Which lines of the records below contain the word "href"? Copy each of them out.

[Dataset entries]
______________________________

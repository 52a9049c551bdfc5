//! Generator module - writes the static site using the built-in templates

use anyhow::Result;
use std::fs;
use std::path::Path;
use walkdir::WalkDir;

use crate::content::ContentEntry;
use crate::feed::{self, DisplayItem};
use crate::helpers::{
    absolutize_urls, date_xml, escape_xml, format_date, full_url_for, strip_invalid_xml_chars,
};
use crate::templates::{ConfigData, PageMeta, PostData, TemplateRenderer, STYLESHEET};
use crate::Blog;

/// Display format for post dates
const POST_DATE_FORMAT: &str = "MMMM DD, YYYY";

const INDEX_PAGE: &str = "index.html";
const ATOM_FEED: &str = "atom.xml";
const STYLESHEET_PATH: &str = "css/style.css";

/// Files the generator writes itself; no post may be placed on top of them
pub const RESERVED_OUTPUTS: &[&str] = &[INDEX_PAGE, ATOM_FEED, STYLESHEET_PATH];

/// Static site generator using Tera templates
pub struct Generator {
    blog: Blog,
    renderer: TemplateRenderer,
    config_data: ConfigData,
}

/// What a generation run produced
#[derive(Debug, Clone, PartialEq, Eq)]
pub struct GenerateSummary {
    pub posts: usize,
    pub assets: usize,
}

impl Generator {
    /// Create a new generator
    pub fn new(blog: &Blog) -> Result<Self> {
        let renderer = TemplateRenderer::new(&blog.config)?;
        let config_data = ConfigData::from_config(&blog.config);

        Ok(Self {
            blog: blog.clone(),
            renderer,
            config_data,
        })
    }

    /// Generate the entire site
    pub fn generate(&self, entries: &[ContentEntry]) -> Result<GenerateSummary> {
        fs::create_dir_all(&self.blog.public_dir)?;

        self.write_stylesheet()?;
        let assets = self.copy_static_assets()?;

        let feed = feed::render_feed(entries);

        self.generate_index(&feed)?;

        for entry in feed::sorted_entries(entries) {
            self.generate_post(entry)?;
        }

        self.generate_atom_feed(entries)?;

        Ok(GenerateSummary {
            posts: entries.len(),
            assets,
        })
    }

    /// Write a page, creating parent directories as needed
    fn write_page(&self, relative: &Path, html: &str) -> Result<()> {
        let output_path = self.blog.public_dir.join(relative);
        if let Some(parent) = output_path.parent() {
            fs::create_dir_all(parent)?;
        }
        fs::write(&output_path, html)?;
        tracing::debug!("Generated: {:?}", output_path);
        Ok(())
    }

    /// Generate the blog index listing every post
    fn generate_index(&self, feed: &[DisplayItem]) -> Result<()> {
        let children = self.renderer.render_feed(feed)?;
        let page = PageMeta {
            title: self.blog.config.title.clone(),
            description: self.blog.config.description.clone(),
            canonical_url: Some(full_url_for(&self.blog.config, "/")),
        };

        let html = self.renderer.render_shell(
            &children,
            &page,
            &self.config_data,
            &self.blog.config.shell,
        )?;
        self.write_page(Path::new(INDEX_PAGE), &html)
    }

    /// Generate the page for one post
    fn generate_post(&self, entry: &ContentEntry) -> Result<()> {
        let instant = feed::sort_key(entry);
        let post = PostData {
            title: entry.title.clone(),
            description: entry.description.clone().filter(|d| !d.is_empty()),
            display_date: instant.map(|dt| format_date(&dt, POST_DATE_FORMAT)),
            datetime: instant.map(|dt| date_xml(&dt)).unwrap_or_default(),
            content: entry.content.clone(),
        };

        let children = self.renderer.render_post(&post)?;
        let page = PageMeta {
            title: format!("{} | {}", entry.title, self.blog.config.title),
            description: post
                .description
                .clone()
                .unwrap_or_else(|| self.blog.config.description.clone()),
            canonical_url: Some(full_url_for(&self.blog.config, &entry.slug)),
        };

        let html = self.renderer.render_shell(
            &children,
            &page,
            &self.config_data,
            &self.blog.config.shell,
        )?;
        self.write_page(&entry.output_path(), &html)
    }

    /// Generate Atom feed from the newest posts
    fn generate_atom_feed(&self, entries: &[ContentEntry]) -> Result<()> {
        let config = &self.blog.config;
        let generated_at = chrono::Utc::now();
        let sorted = feed::sorted_entries(entries);

        let updated = sorted
            .first()
            .and_then(|entry| feed::sort_key(entry))
            .unwrap_or(generated_at);

        let mut xml = String::new();
        xml.push_str(r#"<?xml version="1.0" encoding="utf-8"?>"#);
        xml.push('\n');
        xml.push_str(r#"<feed xmlns="http://www.w3.org/2005/Atom">"#);
        xml.push('\n');
        xml.push_str(&format!("  <title>{}</title>\n", escape_xml(&config.title)));
        xml.push_str(&format!(
            "  <link href=\"{}\" rel=\"self\"/>\n",
            escape_xml(&full_url_for(config, &format!("/{}", ATOM_FEED)))
        ));
        xml.push_str(&format!(
            "  <link href=\"{}\"/>\n",
            escape_xml(&full_url_for(config, "/"))
        ));
        xml.push_str(&format!("  <updated>{}</updated>\n", date_xml(&updated)));
        xml.push_str(&format!(
            "  <id>{}</id>\n",
            escape_xml(&full_url_for(config, "/"))
        ));
        xml.push_str(&format!(
            "  <author><name>{}</name></author>\n",
            escape_xml(&config.author)
        ));

        for entry in sorted.iter().take(config.feed_limit) {
            let link = escape_xml(&full_url_for(config, &entry.slug));
            let entry_updated = feed::sort_key(entry).unwrap_or(generated_at);

            xml.push_str("  <entry>\n");
            xml.push_str(&format!("    <title>{}</title>\n", escape_xml(&entry.title)));
            xml.push_str(&format!("    <link href=\"{}\"/>\n", link));
            xml.push_str(&format!("    <id>{}</id>\n", link));
            xml.push_str(&format!(
                "    <updated>{}</updated>\n",
                date_xml(&entry_updated)
            ));
            if let Some(summary) = entry.description.as_deref().filter(|d| !d.is_empty()) {
                xml.push_str(&format!("    <summary>{}</summary>\n", escape_xml(summary)));
            }
            let content = strip_invalid_xml_chars(&absolutize_urls(&entry.content, &config.url));
            xml.push_str(&format!(
                "    <content type=\"html\"><![CDATA[{}]]></content>\n",
                content.replace("]]>", "]]]]><![CDATA[>")
            ));
            xml.push_str("  </entry>\n");
        }

        xml.push_str("</feed>\n");

        self.write_page(Path::new(ATOM_FEED), &xml)?;
        tracing::info!("Generated atom.xml");

        Ok(())
    }

    /// Write the embedded stylesheet
    fn write_stylesheet(&self) -> Result<()> {
        self.write_page(Path::new(STYLESHEET_PATH), STYLESHEET)
    }

    /// Copy everything under the static directory into the output verbatim
    fn copy_static_assets(&self) -> Result<usize> {
        let static_dir = self.blog.static_dir();
        if !static_dir.exists() {
            return Ok(0);
        }

        let mut copied = 0;
        for entry in WalkDir::new(&static_dir)
            .follow_links(true)
            .into_iter()
            .filter_map(|e| e.ok())
        {
            let path = entry.path();
            if !path.is_file() {
                continue;
            }

            let relative = path.strip_prefix(&static_dir)?;
            // Hidden files such as .DS_Store stay behind
            if relative
                .components()
                .any(|c| c.as_os_str().to_string_lossy().starts_with('.'))
            {
                continue;
            }

            let dest = self.blog.public_dir.join(relative);
            if let Some(parent) = dest.parent() {
                fs::create_dir_all(parent)?;
            }
            fs::copy(path, &dest)?;
            copied += 1;
        }

        tracing::debug!("Copied {} static assets", copied);
        Ok(copied)
    }
}

#[cfg(test)]
mod tests {
    use super::*;
    use tempfile::TempDir;

    fn blog() -> (TempDir, Blog) {
        let dir = TempDir::new().unwrap();
        let blog = Blog::new(dir.path()).unwrap();
        (dir, blog)
    }

    fn entries() -> Vec<ContentEntry> {
        let mut old = ContentEntry::new("posts/a.md", "Old Post", "/posts/a", "2023-01-01")
            .with_description("d1");
        old.content = r#"<p>See <a href="/posts/b">b</a></p>"#.to_string();
        let new = ContentEntry::new("posts/b.md", "New Post", "/posts/b", "2023-06-01");
        let undated = ContentEntry::new("posts/c.md", "Undated", "/posts/c", "whenever");
        vec![old, new, undated]
    }

    #[test]
    fn test_generate_writes_pages() {
        let (_dir, blog) = blog();
        let summary = Generator::new(&blog).unwrap().generate(&entries()).unwrap();
        assert_eq!(summary.posts, 3);

        let index = fs::read_to_string(blog.public_dir.join("index.html")).unwrap();
        let new_pos = index.find("New Post").unwrap();
        let old_pos = index.find("Old Post").unwrap();
        let undated_pos = index.find("Undated").unwrap();
        assert!(new_pos < old_pos && old_pos < undated_pos);
        assert!(index.contains("<p>d1</p>"));

        let post = fs::read_to_string(blog.public_dir.join("posts/b/index.html")).unwrap();
        assert!(post.contains("<h1>New Post</h1>"));
        assert!(post.contains("June 01, 2023"));

        let undated = fs::read_to_string(blog.public_dir.join("posts/c/index.html")).unwrap();
        assert!(!undated.contains("<time"));

        assert!(blog.public_dir.join("css/style.css").exists());
    }

    #[test]
    fn test_atom_feed() {
        let (_dir, blog) = blog();
        Generator::new(&blog).unwrap().generate(&entries()).unwrap();

        let atom = fs::read_to_string(blog.public_dir.join("atom.xml")).unwrap();
        assert_eq!(atom.matches("<entry>").count(), 3);
        assert!(atom.contains("<link href=\"https://blog.balasolu.com/posts/b\"/>"));
        assert!(atom.contains("<updated>2023-06-01T00:00:00+00:00</updated>"));
        assert!(atom.contains("<summary>d1</summary>"));
        assert!(atom.contains(r#"href="https://blog.balasolu.com/posts/b""#));
        assert!(atom.find("New Post").unwrap() < atom.find("Old Post").unwrap());
    }

    #[test]
    fn test_atom_feed_limit() {
        let (dir, _) = blog();
        fs::write(dir.path().join("_config.yml"), "feed_limit: 1\n").unwrap();
        let blog = Blog::new(dir.path()).unwrap();
        Generator::new(&blog).unwrap().generate(&entries()).unwrap();

        let atom = fs::read_to_string(blog.public_dir.join("atom.xml")).unwrap();
        assert_eq!(atom.matches("<entry>").count(), 1);
        assert!(atom.contains("New Post"));
    }

    #[test]
    fn test_copy_static_assets() {
        let (dir, blog) = blog();
        let static_dir = dir.path().join("static/img");
        fs::create_dir_all(&static_dir).unwrap();
        fs::write(static_dir.join("logo.svg"), "<svg/>").unwrap();
        fs::write(dir.path().join("static/.DS_Store"), "junk").unwrap();

        let summary = Generator::new(&blog).unwrap().generate(&[]).unwrap();
        assert_eq!(summary.assets, 1);
        assert!(blog.public_dir.join("img/logo.svg").exists());
        assert!(!blog.public_dir.join(".DS_Store").exists());
    }

    #[test]
    fn test_empty_site() {
        let (_dir, blog) = blog();
        Generator::new(&blog).unwrap().generate(&[]).unwrap();
        let index = fs::read_to_string(blog.public_dir.join("index.html")).unwrap();
        assert!(!index.contains("<article"));
        let atom = fs::read_to_string(blog.public_dir.join("atom.xml")).unwrap();
        assert!(!atom.contains("<entry>"));
    }
}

______________________________

| RESPONSE TO THE EXERCISE |
            "  <link href=\"{}\" rel=\"self\"/>\n",
            "  <link href=\"{}\"/>\n",
            xml.push_str(&format!("    <link href=\"{}\"/>\n", link));
        old.content = r#"<p>See <a href="/posts/b">b</a></p>"#.to_string();
        assert!(atom.contains("<link href=\"https://blog.balasolu.com/posts/b\"/>"));
        assert!(atom.contains(r#"href="https://blog.balasolu.com/posts/b""#));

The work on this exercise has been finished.